GOAL OF THE EXERCISE
Give back the full material exactly. Omit no line.

PROVIDED MATERIAL
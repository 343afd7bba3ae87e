use serde::{Deserialize, Serialize};
use std::fmt;

#[derive(Debug, Clone, Copy, Default, PartialEq, Eq, Serialize, Deserialize)]
#[serde(rename_all = "lowercase")]
pub enum Language {
    #[default]
    Ko,
    En,
}

impl Language {
    pub fn as_str(self) -> &'static str {
        match self {
            Language::Ko => "ko",
            Language::En => "en",
        }
    }

    pub fn toggled(self) -> Self {
        match self {
            Language::Ko => Language::En,
            Language::En => Language::Ko,
        }
    }

    pub fn parse(s: &str) -> Option<Self> {
        match s.trim().to_ascii_lowercase().as_str() {
            "ko" => Some(Language::Ko),
            "en" => Some(Language::En),
            _ => None,
        }
    }
}

impl fmt::Display for Language {
    fn fmt(&self, f: &mut fmt::Formatter<'_>) -> fmt::Result {
        f.write_str(self.as_str())
    }
}

/// Model the macro analysis was generated with.
#[derive(Debug, Clone, Copy, Default, PartialEq, Eq, Serialize, Deserialize)]
#[serde(rename_all = "lowercase")]
pub enum AiModel {
    #[default]
    Gemini,
    Gpt,
}

impl AiModel {
    pub fn as_str(self) -> &'static str {
        match self {
            AiModel::Gemini => "gemini",
            AiModel::Gpt => "gpt",
        }
    }

    pub fn toggled(self) -> Self {
        match self {
            AiModel::Gemini => AiModel::Gpt,
            AiModel::Gpt => AiModel::Gemini,
        }
    }

    pub fn parse(s: &str) -> Option<Self> {
        match s.trim().to_ascii_lowercase().as_str() {
            "gemini" => Some(AiModel::Gemini),
            "gpt" => Some(AiModel::Gpt),
            _ => None,
        }
    }
}

impl fmt::Display for AiModel {
    fn fmt(&self, f: &mut fmt::Formatter<'_>) -> fmt::Result {
        f.write_str(self.as_str())
    }
}

/// Persisted between runs. Missing keys fall back to their defaults.
#[derive(Debug, Clone, Copy, Default, PartialEq, Eq, Serialize, Deserialize)]
#[serde(default)]
pub struct Preferences {
    pub language: Language,
    pub ai_model: AiModel,
}
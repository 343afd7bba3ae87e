use crate::render::view::{NotificationItem, SectionView};
use std::fmt;
use std::time::Duration;
use tokio::time::Instant;

pub const AUTO_DISMISS: Duration = Duration::from_secs(5);

#[derive(Debug, Clone, Copy, PartialEq, Eq)]
pub enum Level {
    Error,
    Warning,
    Info,
}

impl Level {
    pub fn as_str(self) -> &'static str {
        match self {
            Level::Error => "error",
            Level::Warning => "warning",
            Level::Info => "info",
        }
    }
}

impl fmt::Display for Level {
    fn fmt(&self, f: &mut fmt::Formatter<'_>) -> fmt::Result {
        f.write_str(self.as_str())
    }
}

#[derive(Debug, Clone, PartialEq)]
pub struct Notification {
    pub id: u64,
    pub level: Level,
    pub message: String,
    expires_at: Instant,
}

/// Non-blocking user messages. Each one disappears on its own after [`AUTO_DISMISS`].
#[derive(Debug)]
pub struct Notifications {
    next_id: u64,
    ttl: Duration,
    items: Vec<Notification>,
}

impl Default for Notifications {
    fn default() -> Self {
        Self::new(AUTO_DISMISS)
    }
}

impl Notifications {
    pub fn new(ttl: Duration) -> Self {
        Self {
            next_id: 0,
            ttl,
            items: Vec::new(),
        }
    }

    pub fn push(&mut self, level: Level, message: impl Into<String>) -> u64 {
        self.next_id += 1;
        let message = message.into();
        tracing::info!(id = self.next_id, %level, %message, "notification raised");
        self.items.push(Notification {
            id: self.next_id,
            level,
            message,
            expires_at: Instant::now() + self.ttl,
        });
        self.next_id
    }

    pub fn dismiss(&mut self, id: u64) -> bool {
        let before = self.items.len();
        self.items.retain(|n| n.id != id);
        before != self.items.len()
    }

    /// Drops everything due at `now`. Returns whether anything was removed.
    pub fn expire(&mut self, now: Instant) -> bool {
        let before = self.items.len();
        self.items.retain(|n| n.expires_at > now);
        before != self.items.len()
    }

    pub fn next_expiry(&self) -> Option<Instant> {
        self.items.iter().map(|n| n.expires_at).min()
    }

    pub fn items(&self) -> &[Notification] {
        &self.items
    }

    pub fn count(&self, level: Level) -> usize {
        self.items.iter().filter(|n| n.level == level).count()
    }

    pub fn view(&self) -> SectionView {
        SectionView::Notifications {
            items: self
                .items
                .iter()
                .map(|n| NotificationItem {
                    id: n.id,
                    severity: n.level.as_str().to_string(),
                    message: n.message.clone(),
                })
                .collect(),
        }
    }
}
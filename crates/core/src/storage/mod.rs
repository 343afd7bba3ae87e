pub mod preferences;

pub use preferences::PreferenceStore;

FINISHED TASK
repository 343afd7bba3ae87e
use serde::{Deserialize, Serialize};
use std::fmt;

#[derive(Debug, Clone, Copy, Default, PartialEq, Eq, Serialize, Deserialize)]
#[serde(rename_all = "lowercase")]
pub enum Language {
    #[default]
    Ko,
    En,
}

impl Language {
    pub fn as_str(self) -> &'static str {
        match self {
            Language::Ko => "ko",
            Language::En => "en",
        }
    }

    pub fn toggled(self) -> Self {
        match self {
            Language::Ko => Language::En,
            Language::En => Language::Ko,
        }
    }

    pub fn parse(s: &str) -> Option<Self> {
        match s.trim().to_ascii_lowercase().as_str() {
            "ko" => Some(Language::Ko),
            "en" => Some(Language::En),
            _ => None,
        }
    }
}

impl fmt::Display for Language {
    fn fmt(&self, f: &mut fmt::Formatter<'_>) -> fmt::Result {
        f.write_str(self.as_str())
    }
}

/// Model the macro analysis was generated with.
#[derive(Debug, Clone, Copy, Default, PartialEq, Eq, Serialize, Deserialize)]
#[serde(rename_all = "lowercase")]
pub enum AiModel {
    #[default]
    Gemini,
    Gpt,
}

impl AiModel {
    pub fn as_str(self) -> &'static str {
        match self {
            AiModel::Gemini => "gemini",
            AiModel::Gpt => "gpt",
        }
    }

    pub fn toggled(self) -> Self {
        match self {
            AiModel::Gemini => AiModel::Gpt,
            AiModel::Gpt => AiModel::Gemini,
        }
    }

    pub fn parse(s: &str) -> Option<Self> {
        match s.trim().to_ascii_lowercase().as_str() {
            "gemini" => Some(AiModel::Gemini),
            "gpt" => Some(AiModel::Gpt),
            _ => None,
        }
    }
}

impl fmt::Display for AiModel {
    fn fmt(&self, f: &mut fmt::Formatter<'_>) -> fmt::Result {
        f.write_str(self.as_str())
    }
}

/// Persisted between runs. Missing keys fall back to their defaults.
#[derive(Debug, Clone, Copy, Default, PartialEq, Eq, Serialize, Deserialize)]
#[serde(default)]
pub struct Preferences {
    pub language: Language,
    pub ai_model: AiModel,
}
repository 343afd7bba3ae87e
use crate::render::view::{NotificationItem, SectionView};
use std::fmt;
use std::time::Duration;
use tokio::time::Instant;

pub const AUTO_DISMISS: Duration = Duration::from_secs(5);

#[derive(Debug, Clone, Copy, PartialEq, Eq)]
pub enum Level {
    Error,
    Warning,
    Info,
}

impl Level {
    pub fn as_str(self) -> &'static str {
        match self {
            Level::Error => "error",
            Level::Warning => "warning",
            Level::Info => "info",
        }
    }
}

impl fmt::Display for Level {
    fn fmt(&self, f: &mut fmt::Formatter<'_>) -> fmt::Result {
        f.write_str(self.as_str())
    }
}

#[derive(Debug, Clone, PartialEq)]
pub struct Notification {
    pub id: u64,
    pub level: Level,
    pub message: String,
    expires_at: Instant,
}

/// Non-blocking user messages. Each one disappears on its own after [`AUTO_DISMISS`].
#[derive(Debug)]
pub struct Notifications {
    next_id: u64,
    ttl: Duration,
    items: Vec<Notification>,
}

impl Default for Notifications {
    fn default() -> Self {
        Self::new(AUTO_DISMISS)
    }
}

impl Notifications {
    pub fn new(ttl: Duration) -> Self {
        Self {
            next_id: 0,
            ttl,
            items: Vec::new(),
        }
    }

    pub fn push(&mut self, level: Level, message: impl Into<String>) -> u64 {
        self.next_id += 1;
        let message = message.into();
        tracing::info!(id = self.next_id, %level, %message, "notification raised");
        self.items.push(Notification {
            id: self.next_id,
            level,
            message,
            expires_at: Instant::now() + self.ttl,
        });
        self.next_id
    }

    pub fn dismiss(&mut self, id: u64) -> bool {
        let before = self.items.len();
        self.items.retain(|n| n.id != id);
        before != self.items.len()
    }

    /// Drops everything due at `now`. Returns whether anything was removed.
    pub fn expire(&mut self, now: Instant) -> bool {
        let before = self.items.len();
        self.items.retain(|n| n.expires_at > now);
        before != self.items.len()
    }

    pub fn next_expiry(&self) -> Option<Instant> {
        self.items.iter().map(|n| n.expires_at).min()
    }

    pub fn items(&self) -> &[Notification] {
        &self.items
    }

    pub fn count(&self, level: Level) -> usize {
        self.items.iter().filter(|n| n.level == level).count()
    }

    pub fn view(&self) -> SectionView {
        SectionView::Notifications {
            items: self
                .items
                .iter()
                .map(|n| NotificationItem {
                    id: n.id,
                    severity: n.level.as_str().to_string(),
                    message: n.message.clone(),
                })
                .collect(),
        }
    }
}
filename crates/core/src/storage/mod.rs
repository 343afd7bba3ae87e
pub mod preferences;

pub use preferences::PreferenceStore;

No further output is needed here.